You’d think that after playing sports for my entire life and watching ESPN religiously every day that I would know exactly what makes a sport, well, a sport.
But the more I think about it, the more I realize that this distinction is completely subjective. In my opinion, a sport should be able to keep your attention while you’re watching it and not bore you to death. So does that mean all women’s “sports” are only games? Or that baseball is not a sport?
Cup stacking. Indie car racing. Ping-pong. Are these sports?
Well, all gray areas between “games” and “sports” will be cleared up and all myths will be debunked with my foolproof explanation of what a sport truly requires.
1. Physical exertion
For any activity to be a sport, there has to be some kind of intense physical component. Anything that can be played from a couch or while munching on Doritos is not a legitimate sport.
So that eliminates professional gaming (sorry to all you Halo fanatics out there), cup stacking-which was recently renamed, ironically, “sport stacking”-and competitive eating as sports.
Don’t get me wrong; Takeru Kobayashi is a talented individual. Watching him stuff 50 hot dogs down his throat in 10 minutes is kind of like seeing a surgery on TV: Even though it’s pretty disgusting, you keep watching out of morbid curiosity.

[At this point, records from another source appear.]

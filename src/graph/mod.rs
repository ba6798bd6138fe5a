//! Reference-graph resolution and field projection.
//!
//! Voyager responses are normalized: the requested entities are named by URN
//! under `data`, and every entity (requested or not) lives once in a side
//! `included` list. Keys prefixed with `*` point at other entities by URN.
//!
//! This module turns such a response into plain, fully dereferenced records:
//!
//! - [`path`]: dotted/indexed lookups that never fail loudly
//! - [`projection`]: declarative `{output -> path}` record shaping
//! - [`resolver`]: pointer resolution against a URN table
//! - [`extract`]: root selection + resolution + projection
//! - [`experience`]: the experience section's component-tree walk
//!
//! Everything here is pure and synchronous.

pub mod experience;
pub mod extract;
pub mod image;
pub mod path;
pub mod projection;
pub mod resolver;
pub mod urn;

pub use experience::{extract_experiences, Experience, ExperienceError};
pub use extract::{extract, GraphResponse};
pub use path::{get, FieldPath};
pub use projection::{project, project_one, ProjectionMap, Record};
pub use resolver::{resolve_references, ResolutionTable};
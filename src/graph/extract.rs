//! Root selection, resolution and projection for normalized responses.

use std::collections::HashSet;

use serde::{Deserialize, Serialize};
use serde_json::Value;

use super::path;
use super::projection::{project_one, ProjectionMap};
use super::resolver::{ResolutionTable, ENTITY_URN_FIELD};

/// A normalized API response: `{ data: {...}, included: [...] }`.
#[derive(Debug, Clone, Default, PartialEq, Serialize, Deserialize)]
pub struct GraphResponse {
    #[serde(default)]
    pub data: Value,
    #[serde(default)]
    pub included: Vec<Value>,
}

impl GraphResponse {
    /// Split a raw payload into `data` and `included`.
    ///
    /// Missing or non-array `included` becomes an empty list.
    pub fn from_value(value: Value) -> Self {
        let Value::Object(mut map) = value else {
            return Self::default();
        };
        let data = map.remove("data").unwrap_or(Value::Null);
        let included = match map.remove("included") {
            Some(Value::Array(items)) => items,
            _ => Vec::new(),
        };
        Self { data, included }
    }

    /// Whether the payload carried an `included` list with anything in it.
    pub fn has_included(&self) -> bool {
        !self.included.is_empty()
    }

    /// URNs named by a `*`-collection field inside `data`.
    ///
    /// `path` is a path relative to `data`, e.g. `*elements` or
    /// `data.feedDashProfileUpdatesByMemberShareFeed.*elements`. A single URN
    /// string yields one element; anything else yields nothing.
    pub fn root_urns(&self, path: &str) -> Vec<String> {
        match path::get(&self.data, path) {
            Some(Value::String(urn)) => vec![urn.clone()],
            Some(Value::Array(items)) => items
                .iter()
                .filter_map(Value::as_str)
                .map(str::to_string)
                .collect(),
            _ => Vec::new(),
        }
    }

    /// First included entity with the given URN.
    pub fn entity(&self, urn: &str) -> Option<&Value> {
        self.included
            .iter()
            .find(|item| item.get(ENTITY_URN_FIELD).and_then(Value::as_str) == Some(urn))
    }

    /// Included entities whose `$type` equals `type_name`, in order.
    pub fn included_of_type<'a>(&'a self, type_name: &'a str) -> impl Iterator<Item = &'a Value> {
        self.included
            .iter()
            .filter(move |item| item.get("$type").and_then(Value::as_str) == Some(type_name))
    }

    /// Resolution table over this response's included entities.
    pub fn table(&self) -> ResolutionTable<'_> {
        ResolutionTable::build(&self.included)
    }

    /// Extract the entities named at `root_path` inside `data`.
    pub fn extract(&self, root_path: &str, fields: Option<&ProjectionMap>) -> Vec<Value> {
        extract(&self.root_urns(root_path), &self.included, fields)
    }
}

/// Select the included entities named by `root_urns`, resolve their
/// references and optionally project them.
///
/// Output follows the order of `included`, not of `root_urns`.
pub fn extract<S: AsRef<str>>(
    root_urns: &[S],
    included: &[Value],
    fields: Option<&ProjectionMap>,
) -> Vec<Value> {
    let table = ResolutionTable::build(included);
    let wanted: HashSet<&str> = root_urns.iter().map(AsRef::as_ref).collect();

    included
        .iter()
        .filter(|item| {
            item.get(ENTITY_URN_FIELD)
                .and_then(Value::as_str)
                .is_some_and(|urn| wanted.contains(urn))
        })
        .map(|item| {
            let resolved = table.resolve(item);
            match fields {
                Some(map) => Value::Object(project_one(&resolved, map)),
                None => resolved,
            }
        })
        .collect()
}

Another “sport” that this rule eliminates is poker. I’m a big fan of the game; I really am. But to call poker a real sport is like calling Spam real food. It just isn’t! The same thing goes for chess. I admire the people who have the patience to play it, but it isn’t physical.
2. Objective scoring
In sports like soccer or football, the score is never up for debate. A touchdown, no matter how amazing or ugly it is, will always be six points. And a goal, no matter if it’s a bicycle kick or an accident, will always be worth one point. That will never change.

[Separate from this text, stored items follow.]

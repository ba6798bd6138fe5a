//! Client behavior against a mock Voyager server.

use std::path::Path;
use std::sync::Arc;

use serde_json::{json, Value};
use tempfile::TempDir;
use wiremock::matchers::{header, method, path, query_param};
use wiremock::{Mock, MockServer, ResponseTemplate};

use voyager_scrape::client::{Api, ClientError, ClientOptions, VoyagerClient};
use voyager_scrape::session::{ApiCookies, CookieFileAuthenticator};

fn fixture(content: &str) -> Value {
    serde_json::from_str(content).unwrap()
}

fn options(server: &MockServer) -> ClientOptions {
    ClientOptions {
        base_url: server.uri(),
        ..Default::default()
    }
}

fn write_cookie_file(dir: &Path, li_at: &str, jsession: &str) -> std::path::PathBuf {
    let file = dir.join("cookies.json");
    let cookies = json!([
        {"name": "li_at", "value": li_at, "domain": ".linkedin.com"},
        {"name": "JSESSIONID", "value": format!("\"ajax:{}\"", jsession), "domain": ".www.linkedin.com"}
    ]);
    std::fs::write(&file, cookies.to_string()).unwrap();
    file
}

fn comments_page(ids: &[u32]) -> Value {
    let urns: Vec<String> = ids.iter().map(|id| format!("urn:li:comment:{}", id)).collect();
    let included: Vec<Value> = ids
        .iter()
        .map(|id| {
            json!({
                "entityUrn": format!("urn:li:comment:{}", id),
                "commentary": {"text": format!("comment {}", id)},
                "commenter": {"title": {"text": "Bob"}}
            })
        })
        .collect();
    json!({
        "data": {"data": {"socialDashCommentsBySocialDetail": {"*elements": urns}}},
        "included": included
    })
}

const POST_URL: &str = "https://www.linkedin.com/posts/jane_hello-activity-7123456789-abcd";

#[tokio::test]
async fn sends_session_headers() {
    let server = MockServer::start().await;
    Mock::given(method("GET"))
        .and(path("/organization/companies"))
        .and(query_param("universalName", "acme"))
        .and(header("csrf-token", "ajax:123"))
        .and(header("accept", "application/vnd.linkedin.normalized+json+2.1"))
        .respond_with(
            ResponseTemplate::new(200)
                .set_body_json(fixture(include_str!("fixtures/company.json"))),
        )
        .expect(1)
        .mount(&server)
        .await;

    let client = VoyagerClient::new(options(&server), Some(ApiCookies::new("AQE", "123"))).unwrap();
    let company = Api::new(client).company("acme").await.unwrap();
    assert_eq!(company["name"], "Acme Corp");
}

#[tokio::test]
async fn reauthenticates_after_rejection() {
    let server = MockServer::start().await;
    Mock::given(method("GET"))
        .and(path("/organization/companies"))
        .and(header("csrf-token", "ajax:stale"))
        .respond_with(ResponseTemplate::new(401))
        .expect(1)
        .mount(&server)
        .await;
    Mock::given(method("GET"))
        .and(path("/organization/companies"))
        .and(header("csrf-token", "ajax:fresh"))
        .respond_with(
            ResponseTemplate::new(200)
                .set_body_json(fixture(include_str!("fixtures/company.json"))),
        )
        .expect(1)
        .mount(&server)
        .await;

    let dir = TempDir::new().unwrap();
    let cookie_file = write_cookie_file(dir.path(), "AQF", "fresh");

    let client = VoyagerClient::new(options(&server), Some(ApiCookies::new("AQE", "stale")))
        .unwrap()
        .with_authenticator(Arc::new(CookieFileAuthenticator::new(cookie_file)));
    let company = Api::new(client).company("acme").await.unwrap();
    assert_eq!(company["username"], "acme");
}

#[tokio::test]
async fn authenticates_lazily_without_cookies() {
    let server = MockServer::start().await;
    Mock::given(method("GET"))
        .and(path("/organization/companies"))
        .and(header("csrf-token", "ajax:fresh"))
        .respond_with(
            ResponseTemplate::new(200)
                .set_body_json(fixture(include_str!("fixtures/company.json"))),
        )
        .expect(1)
        .mount(&server)
        .await;

    let dir = TempDir::new().unwrap();
    let cookie_file = write_cookie_file(dir.path(), "AQF", "fresh");

    let client = VoyagerClient::new(options(&server), None)
        .unwrap()
        .with_authenticator(Arc::new(CookieFileAuthenticator::new(cookie_file)));
    assert!(client.get_json("/organization/companies").await.is_ok());
}

#[tokio::test]
async fn gives_up_after_max_auth_retries() {
    let server = MockServer::start().await;
    Mock::given(method("GET"))
        .respond_with(ResponseTemplate::new(403))
        .expect(3)
        .mount(&server)
        .await;

    let dir = TempDir::new().unwrap();
    let cookie_file = write_cookie_file(dir.path(), "AQF", "still-bad");

    let client = VoyagerClient::new(options(&server), Some(ApiCookies::new("AQE", "stale")))
        .unwrap()
        .with_authenticator(Arc::new(CookieFileAuthenticator::new(cookie_file)));
    let err = client.get_json("/me").await.unwrap_err();
    assert!(matches!(err, ClientError::AuthExhausted(2)));
}

#[tokio::test]
async fn rejection_without_authenticator() {
    let server = MockServer::start().await;
    Mock::given(method("GET"))
        .respond_with(ResponseTemplate::new(401))
        .expect(1)
        .mount(&server)
        .await;

    let client = VoyagerClient::new(options(&server), Some(ApiCookies::new("AQE", "1"))).unwrap();
    let err = client.get_json("/me").await.unwrap_err();
    assert!(matches!(err, ClientError::NotAuthenticated));
}

#[tokio::test]
async fn other_statuses_are_errors() {
    let server = MockServer::start().await;
    Mock::given(method("GET"))
        .respond_with(ResponseTemplate::new(500))
        .expect(1)
        .mount(&server)
        .await;

    let client = VoyagerClient::new(options(&server), Some(ApiCookies::new("AQE", "1"))).unwrap();
    let err = client.get_json("/me").await.unwrap_err();
    assert!(matches!(err, ClientError::Status { status: 500, .. }));
}

#[tokio::test]
async fn comments_stop_at_empty_page() {
    let server = MockServer::start().await;
    Mock::given(method("GET"))
        .and(path("/graphql"))
        .respond_with(ResponseTemplate::new(200).set_body_json(comments_page(&[1, 2])))
        .up_to_n_times(1)
        .expect(1)
        .mount(&server)
        .await;
    Mock::given(method("GET"))
        .and(path("/graphql"))
        .respond_with(ResponseTemplate::new(200).set_body_json(comments_page(&[])))
        .expect(1)
        .mount(&server)
        .await;

    let client = VoyagerClient::new(options(&server), Some(ApiCookies::new("AQE", "1"))).unwrap();
    let comments = Api::new(client).comments(POST_URL, 2).await.unwrap();

    assert_eq!(comments.len(), 2);
    assert_eq!(comments[0]["comment"], "comment 1");
    assert_eq!(comments[1]["name"], "Bob");
}

#[tokio::test]
async fn comments_stop_at_max_pages() {
    let server = MockServer::start().await;
    Mock::given(method("GET"))
        .and(path("/graphql"))
        .respond_with(ResponseTemplate::new(200).set_body_json(comments_page(&[7])))
        .expect(3)
        .mount(&server)
        .await;

    let client = VoyagerClient::new(options(&server), Some(ApiCookies::new("AQE", "1"))).unwrap();
    let comments = Api::new(client)
        .with_max_pages(3)
        .comments(POST_URL, 1)
        .await
        .unwrap();
    assert_eq!(comments.len(), 3);
}

#[tokio::test]
async fn experiences_join_company_details_once() {
    let server = MockServer::start().await;
    let profile = json!({
        "data": {"data": {"identityDashProfilesByMemberIdentity": {
            "*elements": ["urn:li:fsd_profile:ACoAAB1234"]
        }}},
        "included": [{
            "entityUrn": "urn:li:fsd_profile:ACoAAB1234",
            "publicIdentifier": "janedoe",
            "firstName": "Jane",
            "lastName": "Doe"
        }]
    });

    Mock::given(method("GET"))
        .and(path("/graphql"))
        .respond_with(ResponseTemplate::new(200).set_body_json(profile))
        .up_to_n_times(1)
        .expect(1)
        .mount(&server)
        .await;
    Mock::given(method("GET"))
        .and(path("/graphql"))
        .respond_with(
            ResponseTemplate::new(200)
                .set_body_json(fixture(include_str!("fixtures/experience.json"))),
        )
        .expect(1)
        .mount(&server)
        .await;
    Mock::given(method("GET"))
        .and(path("/organization/companies"))
        .and(query_param("universalName", "1441"))
        .respond_with(
            ResponseTemplate::new(200)
                .set_body_json(fixture(include_str!("fixtures/company.json"))),
        )
        .expect(1)
        .mount(&server)
        .await;
    Mock::given(method("GET"))
        .and(path("/organization/companies"))
        .and(query_param("universalName", "9001"))
        .respond_with(ResponseTemplate::new(404))
        .expect(1)
        .mount(&server)
        .await;

    let client = VoyagerClient::new(options(&server), Some(ApiCookies::new("AQE", "1"))).unwrap();
    let experiences = Api::new(client)
        .experiences("https://www.linkedin.com/in/janedoe/")
        .await
        .unwrap();

    assert_eq!(experiences.len(), 3);
    let details = experiences[0].company_details.as_ref().unwrap();
    assert_eq!(details["name"], "Acme Corp");
    assert!(experiences[1].company_details.is_none());
    assert!(experiences[2].company_details.is_none());

    let json = serde_json::to_value(&experiences[0]).unwrap();
    assert_eq!(json["role"], "Staff Engineer");
    assert_eq!(json["companyDetails"]["username"], "acme");
}

#[tokio::test]
async fn verification_code_polling_retries() {
    use std::time::Duration;
    use voyager_scrape::session::verification::poll_verification_code;

    let server = MockServer::start().await;
    Mock::given(method("GET"))
        .and(path("/pin"))
        .respond_with(ResponseTemplate::new(200).set_body_json(json!({"output": {}})))
        .up_to_n_times(1)
        .expect(1)
        .mount(&server)
        .await;
    Mock::given(method("GET"))
        .and(path("/pin"))
        .respond_with(ResponseTemplate::new(200).set_body_json(json!({"output": {"code": 482913}})))
        .expect(1)
        .mount(&server)
        .await;

    let webhook = format!("{}/pin", server.uri());
    let code = poll_verification_code(&reqwest::Client::new(), &webhook, 3, Duration::ZERO)
        .await
        .unwrap();
    assert_eq!(code, "482913");
}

This rule comes into play with “sports” like figure skating, gymnastics and competitive cheerleading. The winner of all these activities is determined by the judges’ opinions. If a judge scores an athlete higher or lower based on politics, loving or hating a move or something as shallow as his or her outfit, then the notion of competition spirals down the drain.
There’s no denying that we like to know for certain whether someone won a contest. The base runner either beat the throw to the plate or he didn’t. So that means boxing, which some would consider an obvious sport, is out. Diving, out. Rodeo, out. Skiing, out. And even the X-Games, out.
3. Required “ball”
The last element that every sport needs is a ball or some essential object-a hockey puck, javelin or dart could all count. Think about it: America’s three top professional sports have “ball” right in the name.

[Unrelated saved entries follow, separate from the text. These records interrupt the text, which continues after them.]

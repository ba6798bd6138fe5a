//! Reference resolution over normalized API payloads.
//!
//! Normalized responses keep every entity once in a side `included` list and
//! link entities by URN. Two link shapes exist:
//!
//! - **single pointer**: a key prefixed with `*` whose value is one URN
//!   (`"*company": "urn:li:fs_company:1"`). The resolved entity is stored
//!   under the key without the sigil (`company`).
//! - **collection pointer**: any key whose value is a non-empty array of
//!   strings, the first of which is URN-shaped. The key is kept verbatim
//!   (`*companyIndustries` stays `*companyIndustries`) and each URN is
//!   replaced by its resolved entity.
//!
//! Miss policy is deliberately asymmetric:
//!
//! - a single pointer whose URN is not in the table is kept as-is
//!   (`"*company": "urn:..."` survives unchanged);
//! - a collection element whose URN is not in the table is dropped, so the
//!   resulting array only ever holds resolved objects.
//!
//! Resolution recurses into resolved targets. A URN that is already being
//! expanded further up the current branch is inlined as its raw, unresolved
//! entity instead of being expanded again, so resolution terminates on
//! cyclic input. Shared (non-cyclic) references are fully expanded at every
//! place they appear.

use std::collections::HashMap;

use serde_json::{Map, Value};
use tracing::debug;

use super::urn::is_urn;

/// Prefix marking a key whose value is a reference.
pub const POINTER_SIGIL: char = '*';

/// Field every included entity is keyed by.
pub const ENTITY_URN_FIELD: &str = "entityUrn";

/// URN to entity lookup for one response.
#[derive(Debug, Clone, Default)]
pub struct ResolutionTable<'a> {
    entities: HashMap<&'a str, &'a Value>,
}

impl<'a> ResolutionTable<'a> {
    /// Index every included entity by its own `entityUrn`.
    ///
    /// On duplicate URNs the last occurrence wins. Items without a string
    /// `entityUrn` are not indexed.
    pub fn build(included: &'a [Value]) -> Self {
        let mut entities = HashMap::with_capacity(included.len());
        for item in included {
            if let Some(urn) = item.get(ENTITY_URN_FIELD).and_then(Value::as_str) {
                entities.insert(urn, item);
            }
        }
        Self { entities }
    }

    pub fn get(&self, urn: &str) -> Option<&'a Value> {
        self.entities.get(urn).copied()
    }

    pub fn contains(&self, urn: &str) -> bool {
        self.entities.contains_key(urn)
    }

    pub fn len(&self) -> usize {
        self.entities.len()
    }

    pub fn is_empty(&self) -> bool {
        self.entities.is_empty()
    }

    /// Resolve every reference reachable from `value`.
    pub fn resolve(&self, value: &Value) -> Value {
        Resolver {
            table: self,
            expanding: Vec::new(),
        }
        .resolve_value(value)
    }

    fn get_key_value(&self, urn: &str) -> Option<(&'a str, &'a Value)> {
        self.entities
            .get_key_value(urn)
            .map(|(key, value)| (*key, *value))
    }
}

/// How one object field takes part in resolution.
#[derive(Debug, Clone, Copy, PartialEq, Eq)]
pub enum KeyKind<'k> {
    /// Ordinary field: nested values are resolved, scalars copied.
    Plain,
    /// `*`-prefixed key holding one URN; resolves under `name`.
    SinglePointer { name: &'k str, urn: &'k str },
    /// Array of URN strings; resolves element-wise under the same key.
    CollectionPointer { urns: &'k [Value] },
}

/// Classify a field by its key and value shape.
pub fn classify<'k>(key: &'k str, value: &'k Value) -> KeyKind<'k> {
    if let (Some(name), Value::String(urn)) = (key.strip_prefix(POINTER_SIGIL), value) {
        return KeyKind::SinglePointer { name, urn };
    }

    if let Value::Array(items) = value {
        let starts_with_urn = items
            .first()
            .and_then(Value::as_str)
            .is_some_and(is_urn);
        if starts_with_urn && items.iter().all(Value::is_string) {
            return KeyKind::CollectionPointer { urns: items };
        }
    }

    KeyKind::Plain
}

struct Resolver<'t, 'a> {
    table: &'t ResolutionTable<'a>,
    /// URNs whose expansion is in progress on the current branch.
    expanding: Vec<&'a str>,
}

impl<'a> Resolver<'_, 'a> {
    fn resolve_value(&mut self, value: &Value) -> Value {
        match value {
            Value::Array(items) => {
                Value::Array(items.iter().map(|item| self.resolve_value(item)).collect())
            }
            Value::Object(map) => Value::Object(self.resolve_object(map)),
            scalar => scalar.clone(),
        }
    }

    fn resolve_object(&mut self, map: &Map<String, Value>) -> Map<String, Value> {
        let mut out = Map::new();

        for (key, value) in map {
            match classify(key, value) {
                KeyKind::SinglePointer { name, urn } => match self.follow(urn) {
                    Some(resolved) => {
                        out.insert(name.to_string(), resolved);
                    }
                    None => {
                        debug!("Unresolved reference {} -> {}", key, urn);
                        out.insert(key.clone(), value.clone());
                    }
                },
                KeyKind::CollectionPointer { urns } => {
                    let resolved: Vec<Value> = urns
                        .iter()
                        .filter_map(Value::as_str)
                        .filter_map(|urn| self.follow(urn))
                        .collect();
                    if resolved.len() < urns.len() {
                        debug!(
                            "Dropped {} unresolved URNs from {}",
                            urns.len() - resolved.len(),
                            key
                        );
                    }
                    out.insert(key.clone(), Value::Array(resolved));
                }
                KeyKind::Plain => {
                    out.insert(key.clone(), self.resolve_value(value));
                }
            }
        }

        out
    }

    /// Look up and expand one URN. `None` means the URN is not in the table.
    fn follow(&mut self, urn: &str) -> Option<Value> {
        let (key, target) = self.table.get_key_value(urn)?;

        if self.expanding.contains(&key) {
            debug!("Cyclic reference to {}, inlining unresolved entity", key);
            return Some(target.clone());
        }

        self.expanding.push(key);
        let resolved = self.resolve_value(target);
        self.expanding.pop();

        Some(resolved)
    }
}

/// Resolve `value` against a table built from `included`.
pub fn resolve_references(value: &Value, included: &[Value]) -> Value {
    ResolutionTable::build(included).resolve(value)
}

#[cfg(test)]
mod tests {
    use super::*;
    use serde_json::json;

    #[test]
    fn single_pointer_hit() {
        let included = vec![json!({"entityUrn": "urn:li:c:1", "name": "Acme"})];
        let entity = json!({"*company": "urn:li:c:1"});

        assert_eq!(
            resolve_references(&entity, &included),
            json!({"company": {"entityUrn": "urn:li:c:1", "name": "Acme"}})
        );
    }

    #[test]
    fn single_pointer_miss_is_kept() {
        let included = vec![json!({"entityUrn": "urn:li:c:1"})];
        let entity = json!({"*company": "urn:li:c:404"});

        assert_eq!(resolve_references(&entity, &included), entity);
    }

    #[test]
    fn collection_miss_is_dropped() {
        let included = vec![json!({"entityUrn": "urn:li:t:1"})];
        let entity = json!({"tags": ["urn:li:t:1", "urn:li:t:2"]});

        let resolved = resolve_references(&entity, &included);
        assert_eq!(resolved, json!({"tags": [{"entityUrn": "urn:li:t:1"}]}));
    }

    #[test]
    fn collection_key_keeps_sigil() {
        let included = vec![json!({"entityUrn": "urn:li:industry:4", "localizedName": "Software"})];
        let entity = json!({"*companyIndustries": ["urn:li:industry:4"]});

        let resolved = resolve_references(&entity, &included);
        assert_eq!(
            resolved["*companyIndustries"][0]["localizedName"],
            "Software"
        );
    }

    #[test]
    fn mixed_arrays_are_plain() {
        let included = vec![json!({"entityUrn": "urn:li:t:1"})];
        let entity = json!({
            "mixed": ["urn:li:t:1", 3],
            "words": ["hello", "urn:li:t:1"]
        });

        assert_eq!(resolve_references(&entity, &included), entity);
    }

    #[test]
    fn resolves_transitively_and_in_nested_objects() {
        let included = vec![
            json!({"entityUrn": "urn:li:p:1", "*miniCompany": "urn:li:m:1"}),
            json!({"entityUrn": "urn:li:m:1", "name": "Acme"}),
        ];
        let entity = json!({"outer": {"list": [{"*position": "urn:li:p:1"}]}});

        let resolved = resolve_references(&entity, &included);
        assert_eq!(
            resolved["outer"]["list"][0]["position"]["miniCompany"]["name"],
            "Acme"
        );
    }

    #[test]
    fn last_duplicate_wins() {
        let included = vec![
            json!({"entityUrn": "urn:li:c:1", "name": "first"}),
            json!({"entityUrn": "urn:li:c:1", "name": "second"}),
        ];
        let resolved = resolve_references(&json!({"*c": "urn:li:c:1"}), &included);
        assert_eq!(resolved["c"]["name"], "second");
    }

    #[test]
    fn resolving_resolved_entity_is_identity() {
        let included = vec![json!({"entityUrn": "urn:li:c:1", "name": "Acme"})];
        let once = resolve_references(&json!({"*company": "urn:li:c:1", "n": 1}), &included);
        let twice = resolve_references(&once, &included);
        assert_eq!(once, twice);
    }

    #[test]
    fn self_reference_terminates() {
        let included = vec![json!({"entityUrn": "urn:li:a:1", "*self": "urn:li:a:1"})];
        let resolved = resolve_references(&json!({"*root": "urn:li:a:1"}), &included);

        assert_eq!(resolved["root"]["entityUrn"], "urn:li:a:1");
        // Second visit is inlined raw, its pointer left untouched.
        assert_eq!(resolved["root"]["self"]["*self"], "urn:li:a:1");
    }

    #[test]
    fn mutual_cycle_through_collection_terminates() {
        let included = vec![
            json!({"entityUrn": "urn:li:a:1", "peers": ["urn:li:b:1"]}),
            json!({"entityUrn": "urn:li:b:1", "peers": ["urn:li:a:1"]}),
        ];
        let resolved = resolve_references(&json!({"*a": "urn:li:a:1"}), &included);

        assert_eq!(resolved["a"]["peers"][0]["entityUrn"], "urn:li:b:1");
        assert_eq!(
            resolved["a"]["peers"][0]["peers"][0],
            json!({"entityUrn": "urn:li:a:1", "peers": ["urn:li:b:1"]})
        );
    }

    #[test]
    fn shared_reference_expands_everywhere() {
        let included = vec![
            json!({"entityUrn": "urn:li:x:1", "*y": "urn:li:y:1"}),
            json!({"entityUrn": "urn:li:y:1", "v": 1}),
        ];
        let entity = json!({"*a": "urn:li:x:1", "*b": "urn:li:x:1"});
        let resolved = resolve_references(&entity, &included);

        assert_eq!(resolved["a"]["y"]["v"], 1);
        assert_eq!(resolved["b"]["y"]["v"], 1);
    }

    #[test]
    fn classify_keys() {
        let single = json!("urn:li:c:1");
        assert_eq!(
            classify("*company", &single),
            KeyKind::SinglePointer {
                name: "company",
                urn: "urn:li:c:1"
            }
        );
        assert_eq!(classify("company", &single), KeyKind::Plain);
        assert_eq!(classify("*company", &json!(null)), KeyKind::Plain);
        assert_eq!(classify("list", &json!([])), KeyKind::Plain);
        assert!(matches!(
            classify("*elements", &json!(["urn:li:a:1"])),
            KeyKind::CollectionPointer { .. }
        ));
    }

    #[test]
    fn inputs_are_not_mutated() {
        let included = vec![json!({"entityUrn": "urn:li:c:1", "*next": "urn:li:c:2"})];
        let snapshot = included.clone();
        let entity = json!({"*c": "urn:li:c:1"});
        let _ = resolve_references(&entity, &included);
        assert_eq!(included, snapshot);
    }
}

This eliminates activities such as swimming (which is just “not drowning,” anyway), running and synchronized swimming as sports.
If there are two people or teams on a playing surface at the same time competing with a ball, particularly the same ball, it’s almost certainly a sport.
Even when you have distinct rules for what determines a sport, there are going to be slip-ups, like bowling, that find their way through the system as legitimate sports, but really aren’t.
You can call me conventional, but I think the term “sport” should be reserved for specific activities. Basketball, tennis, golf, football and many others that follow my rules, are sports. All others are mere activities.
Dan Hunninghake is a sophomore in the College of Arts and Sciences.